The existing guard at line 700 only catches num_blocks_per_sm == 0; it does not cover this divisor-underflow case.

Test plan

  • Minimal repro (seq_len ∈ {256, 257, 320, 729, 33001}, head_dim=256, num_heads=32) returns valid output instead of crashing.
  • pytest tests/attention/test_logits_cap.py — all 450 cases pass (was crashing on first head_dim=256 / num_heads=32 / seq_len>256 case).
  • Run full ROCm test suite in CI to confirm no regressions in non-CPX paths.

🤖 Generated with Claude Code

In the partition-KV path of SingleDecodeWithKVCacheDispatched, max_num_kv_chunks
was computed as `max_grid_size / num_kv_heads` without a lower bound. When
num_kv_heads exceeds max_grid_size — e.g. MI308X CPX exposes 20 CUs while a
shape uses 32 kv-heads — the integer division underflows to 0 and the
subsequent `ceil_div(seq_len, 0)` raises SIGFPE in the kernel-launch host code.

The existing guard only catches `num_blocks_per_sm == 0`, not this divisor
underflow. Clamp the result to >=1 so the path falls back to one CTA per
kv-head (no further KV split), which is the correct behavior when the device
cannot fit all kv-heads simultaneously.

Reproduces with `tests/attention/test_logits_cap.py::test_single_decode_logits_soft_cap`
at (seq_len=257, num_heads=32, head_dim=256, soft_cap=1.0) on a 20-CU device.
After the fix, all 450 tests in test_logits_cap.py pass.

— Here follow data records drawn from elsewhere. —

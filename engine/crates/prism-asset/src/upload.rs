use ash::vk;
use prism_gfx::resources::buffer::GfxBuffer;
use prism_gfx::resources::image::{GfxImage, VulkanFormatUtils};
use prism_gfx::resources::image_view::GfxImageView;
use prism_gfx::resources::layout_transition::layout_transition_mask;
use prism_gfx::resources::sampler::{GfxSampler, GfxSamplerDesc};

use crate::catalog::TextureBinding;
use crate::context::GpuUploadContext;
use crate::error::AssetError;

/// 上传完成、可以被 shader 采样的纹理
///
/// 创建顺序：image -> view -> sampler，销毁时倒序
pub struct GpuTexture {
    image: GfxImage,
    view: GfxImageView,
    sampler: GfxSampler,
}

// new & init
impl GpuTexture {
    /// # 实现步骤
    /// 1. 创建 host visible 的 staging buffer，写入像素数据
    /// 2. 创建 device local 的 image
    /// 3. undefined -> transfer dst，拷贝，transfer dst -> shader read only（阻塞等待完成）
    /// 4. 创建 view 和 sampler
    pub fn upload(
        ctx: &GpuUploadContext,
        extent: vk::Extent2D,
        format: vk::Format,
        pixels: &[u8],
        sampler_desc: &GfxSamplerDesc,
        name: &str,
    ) -> Result<Self, AssetError> {
        validate_pixels(extent, format, pixels, name)?;
        validate_extent(extent, ctx.device_limits().max_image_dimension2_d, name)?;

        // 所有 layout 转换都需要在录制之前确认可用
        layout_transition_mask(vk::ImageLayout::UNDEFINED, vk::ImageLayout::TRANSFER_DST_OPTIMAL)?;
        layout_transition_mask(vk::ImageLayout::TRANSFER_DST_OPTIMAL, vk::ImageLayout::SHADER_READ_ONLY_OPTIMAL)?;

        let stage_buffer =
            GfxBuffer::new_stage_buffer(ctx.allocator().clone(), pixels.len() as vk::DeviceSize, format!("{name}-stage"))?;
        stage_buffer.write_bytes(0, pixels)?;

        let image = GfxImage::new_texture(ctx.allocator().clone(), extent, format, name)?;

        let recorded = ctx.one_time_exec(&format!("upload-{name}"), |cmd| {
            image.cmd_transition_layout(
                cmd,
                vk::ImageLayout::UNDEFINED,
                vk::ImageLayout::TRANSFER_DST_OPTIMAL,
            )?;
            image.cmd_copy_from_buffer(cmd, &stage_buffer);
            image.cmd_transition_layout(
                cmd,
                vk::ImageLayout::TRANSFER_DST_OPTIMAL,
                vk::ImageLayout::SHADER_READ_ONLY_OPTIMAL,
            )
        });
        // GPU 已经执行完成，staging buffer 可以直接释放
        stage_buffer.destroy();
        if let Err(e) = recorded.and_then(|r| r) {
            image.destroy();
            return Err(e.into());
        }

        let view = match GfxImageView::for_image(ctx.device().clone(), &image, name) {
            Ok(view) => view,
            Err(e) => {
                image.destroy();
                return Err(e.into());
            }
        };
        let sampler = match GfxSampler::new(ctx.device().clone(), sampler_desc, name) {
            Ok(sampler) => sampler,
            Err(e) => {
                view.destroy();
                image.destroy();
                return Err(e.into());
            }
        };

        log::info!("uploaded texture '{}' ({}x{}, {:?})", name, extent.width, extent.height, format);
        Ok(Self { image, view, sampler })
    }
}

// getters
impl GpuTexture {
    #[inline]
    pub fn binding(&self) -> TextureBinding {
        TextureBinding {
            view: self.view.handle(),
            sampler: self.sampler.handle(),
            extent: self.image.extent(),
        }
    }
}

// destroy
impl GpuTexture {
    pub fn destroy(self) {
        let Self { image, view, sampler } = self;
        drop(sampler);
        view.destroy();
        image.destroy();
    }
}

/// 像素数据的长度必须与 extent 和 format 完全匹配
pub fn validate_pixels(extent: vk::Extent2D, format: vk::Format, pixels: &[u8], name: &str) -> Result<(), AssetError> {
    let pixel_size = VulkanFormatUtils::pixel_size_in_bytes(format).ok_or_else(|| AssetError::UnsupportedFormat {
        name: name.to_string(),
        message: format!("format {:?} can not be uploaded", format),
    })?;
    if extent.width == 0 || extent.height == 0 {
        return Err(AssetError::UnsupportedFormat {
            name: name.to_string(),
            message: "image extent is zero".to_string(),
        });
    }
    let expected = extent.width as usize * extent.height as usize * pixel_size;
    if pixels.len() != expected {
        return Err(AssetError::UnsupportedFormat {
            name: name.to_string(),
            message: format!("expected {} bytes of pixel data, got {}", expected, pixels.len()),
        });
    }
    Ok(())
}

/// 纹理的宽高都不能超过设备支持的 2D image 最大尺寸
pub fn validate_extent(extent: vk::Extent2D, max_dimension: u32, name: &str) -> Result<(), AssetError> {
    if extent.width > max_dimension || extent.height > max_dimension {
        return Err(AssetError::UnsupportedFormat {
            name: name.to_string(),
            message: format!(
                "image extent {}x{} exceeds device limit {}",
                extent.width, extent.height, max_dimension
            ),
        });
    }
    Ok(())
}

#[cfg(test)]
mod tests {
    use super::*;

    #[test]
    fn test_validate_pixels() {
        let extent = vk::Extent2D { width: 2, height: 2 };
        assert!(validate_pixels(extent, vk::Format::R8G8B8A8_SRGB, &[0; 16], "ok").is_ok());
        assert!(validate_pixels(extent, vk::Format::R8_UNORM, &[0; 4], "atlas").is_ok());
        assert!(matches!(
            validate_pixels(extent, vk::Format::R8G8B8A8_SRGB, &[0; 15], "short"),
            Err(AssetError::UnsupportedFormat { .. })
        ));
        assert!(validate_pixels(vk::Extent2D::default(), vk::Format::R8_UNORM, &[], "empty").is_err());
    }

    #[test]
    fn test_texture_larger_than_device_limit_is_rejected() {
        assert!(validate_extent(vk::Extent2D { width: 4096, height: 4096 }, 4096, "atlas").is_ok());
        let err = validate_extent(vk::Extent2D { width: 4097, height: 16 }, 4096, "banner").unwrap_err();
        assert!(err.to_string().contains("exceeds device limit 4096"));
    }
}
use std::path::PathBuf;

use prism_gfx::pipelines::shader::GfxShaderModule;

use crate::asset::Asset;
use crate::catalog::{CatalogEntry, ShaderId};
use crate::context::GpuUploadContext;
use crate::error::AssetError;

enum ShaderSource {
    File(PathBuf),
    Bytes(Vec<u8>),
}

/// 预编译的 SPIR-V，入口函数固定为 `main`
pub struct Shader {
    id: ShaderId,
    name: String,
    source: ShaderSource,

    module: Option<GfxShaderModule>,
}

// new & init
impl Shader {
    pub fn from_file(id: ShaderId, path: impl Into<PathBuf>) -> Self {
        let path = path.into();
        Self {
            id,
            name: path.to_string_lossy().into_owned(),
            source: ShaderSource::File(path),
            module: None,
        }
    }

    pub fn from_bytes(id: ShaderId, name: impl Into<String>, bytes: Vec<u8>) -> Self {
        Self {
            id,
            name: name.into(),
            source: ShaderSource::Bytes(bytes),
            module: None,
        }
    }
}

impl Asset<GpuUploadContext> for Shader {
    fn name(&self) -> &str {
        &self.name
    }

    fn load(&mut self, ctx: &GpuUploadContext) -> Result<(), AssetError> {
        let module = match &self.source {
            ShaderSource::File(path) => GfxShaderModule::from_path(ctx.device().clone(), path)?,
            ShaderSource::Bytes(bytes) => GfxShaderModule::from_bytes(ctx.device().clone(), bytes, &self.name)?,
        };
        self.module = Some(module);
        Ok(())
    }

    fn unload(&mut self, _ctx: &GpuUploadContext) -> Result<(), AssetError> {
        if let Some(module) = self.module.take() {
            module.destroy();
        }
        Ok(())
    }

    fn is_loaded(&self) -> bool {
        self.module.is_some()
    }

    fn catalog_entry(&self) -> Option<CatalogEntry> {
        self.module.as_ref().map(|m| CatalogEntry::Shader(self.id, m.handle()))
    }
}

Co-Authored-By: Claude Opus 4 <noreply@anthropic.com>
@demandal25

Copy link
Copy Markdown
Owner Author

Wrong base — re-opening against ROCm/flashinfer:amd-integration.

@demandal25 demandal25 closed this Apr 29, 2026
demandal25 added a commit that referenced this pull request May 20, 2026
…raph, return_lse (ROCm#234)

## Summary

The AITER PA v1 decode backend on `amd-integration` has three call
patterns that produce wrong output, hard crashes, or unhelpful
`NotImplementedError`s. This PR fixes each one at the level it's
actually broken at, rather than blanket-disabling AITER.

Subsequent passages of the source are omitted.